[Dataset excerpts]
########################################

//! Result cache
//!
//! Content-addressed store of successful [`ModuleResult`]s keyed by a
//! [`Fingerprint`] of (module id, normalized text, session id).
//!
//! - **Eviction:** least-recently-used per shard, plus an absolute
//!   time-to-live. Capacity is split exactly across shards, so the cache
//!   never holds more than the configured maximum; recency is tracked per
//!   shard, so a shard may evict while others still have room. Expired entries read as absent and are purged lazily on
//!   access or by [`ResultCache::purge_expired`].
//! - **In-flight tracking:** [`ResultCache::lookup_or_claim`] hands out at
//!   most one [`FlightGuard`] per fingerprint; every other caller gets a
//!   [`PendingHandle`] that resolves to the leader's result. This stays
//!   active when storage is disabled.
//! - **Sharding:** fingerprints map to independent shards, so unrelated
//!   fingerprints never contend on the same lock.
//!
//! The cache is an optimization: a poisoned shard lock degrades to
//! "always miss" for that shard instead of failing the event.

use cg_common::config::CacheConfig;
use cg_common::ModuleResult;
use sha2::{Digest, Sha256};
use std::collections::{BTreeMap, HashMap};
use std::sync::atomic::{AtomicU64, Ordering};
use std::sync::{Arc, Mutex, MutexGuard};
use std::time::Duration;
use tokio::sync::watch;
use tokio::time::Instant;
use tracing::{debug, warn};

/// Stable SHA-256 identity of a cacheable (module, input) pair
#[derive(Clone, Copy, PartialEq, Eq, Hash, PartialOrd, Ord)]
pub struct Fingerprint([u8; 32]);

impl Fingerprint {
    /// Hash length-prefixed fields so field boundaries cannot collide
    pub fn compute(module_id: &str, normalized_text: &str, session_id: &str) -> Self {
        let mut hasher = Sha256::new();
        for field in [module_id, normalized_text, session_id] {
            hasher.update((field.len() as u64).to_le_bytes());
            hasher.update(field.as_bytes());
        }
        Self(hasher.finalize().into())
    }

    pub fn to_hex(&self) -> String {
        self.0.iter().map(|b| format!("{:02x}", b)).collect()
    }

    fn shard_index(&self, shards: usize) -> usize {
        let mut prefix = [0u8; 8];
        prefix.copy_from_slice(&self.0[..8]);
        (u64::from_le_bytes(prefix) % shards as u64) as usize
    }
}

impl std::fmt::Debug for Fingerprint {
    fn fmt(&self, f: &mut std::fmt::Formatter<'_>) -> std::fmt::Result {
        write!(f, "Fingerprint({})", &self.to_hex()[..12])
    }
}

impl std::fmt::Display for Fingerprint {
    fn fmt(&self, f: &mut std::fmt::Formatter<'_>) -> std::fmt::Result {
        f.write_str(&self.to_hex())
    }
}

/// Resident cache entry
#[derive(Debug, Clone)]
pub struct CacheEntry {
    pub fingerprint: Fingerprint,
    pub value: ModuleResult,
    pub inserted_at: Instant,
}

struct Slot {
    entry: CacheEntry,
    tick: u64,
}

type FlightSender = watch::Sender<Option<ModuleResult>>;
type FlightReceiver = watch::Receiver<Option<ModuleResult>>;

struct Shard {
    entries: HashMap<Fingerprint, Slot>,
    /// Access tick -> fingerprint, oldest first
    recency: BTreeMap<u64, Fingerprint>,
    inflight: HashMap<Fingerprint, FlightReceiver>,
    tick: u64,
    capacity: usize,
}

impl Shard {
    fn new(capacity: usize) -> Self {
        Self {
            entries: HashMap::new(),
            recency: BTreeMap::new(),
            inflight: HashMap::new(),
            tick: 0,
            capacity,
        }
    }

    fn next_tick(&mut self) -> u64 {
        self.tick += 1;
        self.tick
    }

    fn remove(&mut self, fp: &Fingerprint) -> Option<Slot> {
        let slot = self.entries.remove(fp)?;
        self.recency.remove(&slot.tick);
        Some(slot)
    }

    /// Fresh value for `fp`, refreshing its recency; expired entries are dropped
    fn get_fresh(&mut self, fp: &Fingerprint, ttl: Duration, now: Instant) -> Freshness {
        let expired = match self.entries.get(fp) {
            None => return Freshness::Absent,
            Some(slot) => now.duration_since(slot.entry.inserted_at) >= ttl,
        };
        if expired {
            self.remove(fp);
            return Freshness::Expired;
        }

        let tick = self.next_tick();
        match self.entries.get_mut(fp) {
            Some(slot) => {
                self.recency.remove(&slot.tick);
                slot.tick = tick;
                self.recency.insert(tick, *fp);
                Freshness::Fresh(slot.entry.value.clone())
            }
            None => Freshness::Absent,
        }
    }

    /// Insert and evict least-recently-used entries beyond capacity
    fn insert(&mut self, fp: Fingerprint, value: ModuleResult, now: Instant) -> usize {
        self.remove(&fp);
        let tick = self.next_tick();
        self.entries.insert(
            fp,
            Slot {
                entry: CacheEntry {
                    fingerprint: fp,
                    value,
                    inserted_at: now,
                },
                tick,
            },
        );
        self.recency.insert(tick, fp);

        let mut evicted = 0;
        while self.entries.len() > self.capacity {
            match self.recency.pop_first() {
                Some((_, oldest)) => {
                    self.entries.remove(&oldest);
                    evicted += 1;
                }
                None => break,
            }
        }
        evicted
    }
}

enum Freshness {
    Fresh(ModuleResult),
    Expired,
    Absent,
}

/// Counters exposed for health reporting
#[derive(Debug, Default)]
struct Counters {
    hits: AtomicU64,
    misses: AtomicU64,
    coalesced: AtomicU64,
    evictions: AtomicU64,
    expirations: AtomicU64,
}

/// Point-in-time cache statistics
#[derive(Debug, Clone, Copy, Default, PartialEq, Eq, serde::Serialize)]
pub struct CacheStats {
    pub entries: usize,
    pub inflight: usize,
    pub hits: u64,
    pub misses: u64,
    pub coalesced: u64,
    pub evictions: u64,
    pub expirations: u64,
}

/// Outcome of [`ResultCache::lookup_or_claim`]
pub enum Lookup {
    /// Fresh cached value; no adapter call needed
    Hit(ModuleResult),
    /// Another caller is computing this fingerprint; await its result
    Pending(PendingHandle),
    /// Caller is now the only one computing this fingerprint
    Claimed(FlightGuard),
    /// Shard unavailable (poisoned lock); compute without deduplication
    Bypass,
}

/// Shared content-addressed cache of module results
pub struct ResultCache {
    shards: Vec<Mutex<Shard>>,
    ttl: Duration,
    enabled: bool,
    counters: Counters,
}

impl ResultCache {
    pub fn new(config: &CacheConfig) -> Self {
        if !config.enabled || config.capacity == 0 {
            return Self::storeless(config.shards.max(1));
        }
        let shard_count = config.shards.clamp(1, config.capacity);
        let base = config.capacity / shard_count;
        let remainder = config.capacity % shard_count;
        debug!(
            shards = shard_count,
            capacity = config.capacity,
            ttl_secs = config.ttl_secs,
            "Result cache initialized"
        );
        Self {
            shards: (0..shard_count)
                .map(|i| Mutex::new(Shard::new(base + usize::from(i < remainder))))
                .collect(),
            ttl: config.ttl(),
            enabled: true,
            counters: Counters::default(),
        }
    }

    /// A cache that never stores results but still deduplicates in-flight calls
    pub fn disabled() -> Self {
        Self::storeless(1)
    }

    fn storeless(shard_count: usize) -> Self {
        debug!(shards = shard_count, "Result cache storage disabled");
        Self {
            shards: (0..shard_count).map(|_| Mutex::new(Shard::new(0))).collect(),
            ttl: Duration::ZERO,
            enabled: false,
            counters: Counters::default(),
        }
    }

    /// Maximum resident entries across all shards
    pub fn capacity(&self) -> usize {
        self.shards
            .iter()
            .filter_map(|s| s.lock().ok().map(|s| s.capacity))
            .sum()
    }

    pub fn is_enabled(&self) -> bool {
        self.enabled
    }

    fn shard(&self, fp: &Fingerprint) -> Option<MutexGuard<'_, Shard>> {
        let index = fp.shard_index(self.shards.len());
        match self.shards[index].lock() {
            Ok(guard) => Some(guard),
            Err(_) => {
                warn!(shard = index, "Result cache shard unavailable (poisoned lock), treating as miss");
                None
            }
        }
    }

    /// Fresh cached value, if any
    pub fn get(&self, fp: &Fingerprint) -> Option<ModuleResult> {
        let mut shard = self.shard(fp)?;
        match shard.get_fresh(fp, self.ttl, Instant::now()) {
            Freshness::Fresh(value) => {
                self.counters.hits.fetch_add(1, Ordering::Relaxed);
                Some(value)
            }
            Freshness::Expired => {
                self.counters.expirations.fetch_add(1, Ordering::Relaxed);
                self.counters.misses.fetch_add(1, Ordering::Relaxed);
                None
            }
            Freshness::Absent => {
                self.counters.misses.fetch_add(1, Ordering::Relaxed);
                None
            }
        }
    }

    /// Store a successful result; failed results are never cached
    pub fn put(&self, fp: Fingerprint, value: ModuleResult) {
        if !value.is_contributing() {
            debug!(fingerprint = ?fp, module_id = %value.module_id, "Not caching failed module result");
            return;
        }
        if !self.enabled {
            return;
        }
        if let Some(mut shard) = self.shard(&fp) {
            let evicted = shard.insert(fp, value, Instant::now());
            if evicted > 0 {
                self.counters.evictions.fetch_add(evicted as u64, Ordering::Relaxed);
            }
        }
    }

    /// Handle on an in-flight computation of `fp`, if one exists
    pub fn pending(&self, fp: &Fingerprint) -> Option<PendingHandle> {
        let shard = self.shard(fp)?;
        shard.inflight.get(fp).map(|rx| PendingHandle { rx: rx.clone() })
    }

    /// Atomically return a fresh value, join an in-flight computation, or
    /// claim the computation for the caller.
    pub fn lookup_or_claim(self: &Arc<Self>, fp: Fingerprint) -> Lookup {
        let Some(mut shard) = self.shard(&fp) else {
            return Lookup::Bypass;
        };

        match shard.get_fresh(&fp, self.ttl, Instant::now()) {
            Freshness::Fresh(value) => {
                self.counters.hits.fetch_add(1, Ordering::Relaxed);
                return Lookup::Hit(value);
            }
            Freshness::Expired => {
                self.counters.expirations.fetch_add(1, Ordering::Relaxed);
            }
            Freshness::Absent => {}
        }

        if let Some(rx) = shard.inflight.get(&fp) {
            self.counters.coalesced.fetch_add(1, Ordering::Relaxed);
            return Lookup::Pending(PendingHandle { rx: rx.clone() });
        }

        self.counters.misses.fetch_add(1, Ordering::Relaxed);
        let (tx, rx) = watch::channel(None);
        shard.inflight.insert(fp, rx);
        Lookup::Claimed(FlightGuard {
            cache: Arc::clone(self),
            fingerprint: fp,
            tx: Some(tx),
        })
    }

    /// Drop every expired entry; returns how many were removed
    pub fn purge_expired(&self) -> usize {
        let now = Instant::now();
        let mut purged = 0;
        for (index, shard) in self.shards.iter().enumerate() {
            let Ok(mut shard) = shard.lock() else {
                warn!(shard = index, "Skipping poisoned cache shard during sweep");
                continue;
            };
            let expired: Vec<Fingerprint> = shard
                .entries
                .iter()
                .filter(|(_, slot)| now.duration_since(slot.entry.inserted_at) >= self.ttl)
                .map(|(fp, _)| *fp)
                .collect();
            for fp in &expired {
                shard.remove(fp);
            }
            purged += expired.len();
        }
        if purged > 0 {
            self.counters.expirations.fetch_add(purged as u64, Ordering::Relaxed);
            debug!(purged, "Purged expired cache entries");
        }
        purged
    }

    /// Resident entries (expired-but-unpurged included)
    pub fn len(&self) -> usize {
        self.shards
            .iter()
            .filter_map(|s| s.lock().ok().map(|s| s.entries.len()))
            .sum()
    }

    pub fn is_empty(&self) -> bool {
        self.len() == 0
    }

    pub fn stats(&self) -> CacheStats {
        let (entries, inflight) = self
            .shards
            .iter()
            .filter_map(|s| s.lock().ok().map(|s| (s.entries.len(), s.inflight.len())))
            .fold((0, 0), |(e, i), (se, si)| (e + se, i + si));
        CacheStats {
            entries,
            inflight,
            hits: self.counters.hits.load(Ordering::Relaxed),
            misses: self.counters.misses.load(Ordering::Relaxed),
            coalesced: self.counters.coalesced.load(Ordering::Relaxed),
            evictions: self.counters.evictions.load(Ordering::Relaxed),
            expirations: self.counters.expirations.load(Ordering::Relaxed),
        }
    }

    fn finish_flight(&self, fp: &Fingerprint, own: &FlightSender, value: Option<&ModuleResult>) {
        let Some(mut shard) = self.shard(fp) else {
            return;
        };
        let ours = shard
            .inflight
            .get(fp)
            .map(|rx| rx.same_channel(&own.subscribe()))
            .unwrap_or(false);
        if ours {
            shard.inflight.remove(fp);
        }
        if let Some(value) = value.filter(|v| self.enabled && v.is_contributing()) {
            let evicted = shard.insert(*fp, value.clone(), Instant::now());
            if evicted > 0 {
                self.counters.evictions.fetch_add(evicted as u64, Ordering::Relaxed);
            }
        }
    }
}

/// Exclusive right to compute one fingerprint
///
/// Completing the guard caches a successful result and wakes every waiter.
/// Dropping it uncompleted (for example when the owning event is cancelled)
/// releases the claim and tells waiters the computation was abandoned.
pub struct FlightGuard {
    cache: Arc<ResultCache>,
    fingerprint: Fingerprint,
    tx: Option<FlightSender>,
}

impl FlightGuard {
    /// Publish the result to waiters, caching it if successful
    pub fn complete(mut self, result: &ModuleResult) {
        if let Some(tx) = self.tx.take() {
            self.cache.finish_flight(&self.fingerprint, &tx, Some(result));
            tx.send_replace(Some(result.clone()));
        }
    }
}

impl Drop for FlightGuard {
    fn drop(&mut self) {
        if let Some(tx) = self.tx.take() {
            debug!(fingerprint = ?self.fingerprint, "In-flight computation abandoned");
            self.cache.finish_flight(&self.fingerprint, &tx, None);
        }
    }
}

/// Waiter on another caller's in-flight computation
pub struct PendingHandle {
    rx: FlightReceiver,
}

impl PendingHandle {
    /// The leader's result, or `None` if the leader abandoned the computation
    pub async fn wait(mut self) -> Option<ModuleResult> {
        match self.rx.wait_for(Option::is_some).await {
            Ok(value) => value.clone(),
            Err(_) => None,
        }
    }
}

########################################

From the data above, gather every line that includes the word "across".

- _TASK OUTPUT_:
//!   time-to-live. Capacity is split exactly across shards, so the cache
    /// Maximum resident entries across all shards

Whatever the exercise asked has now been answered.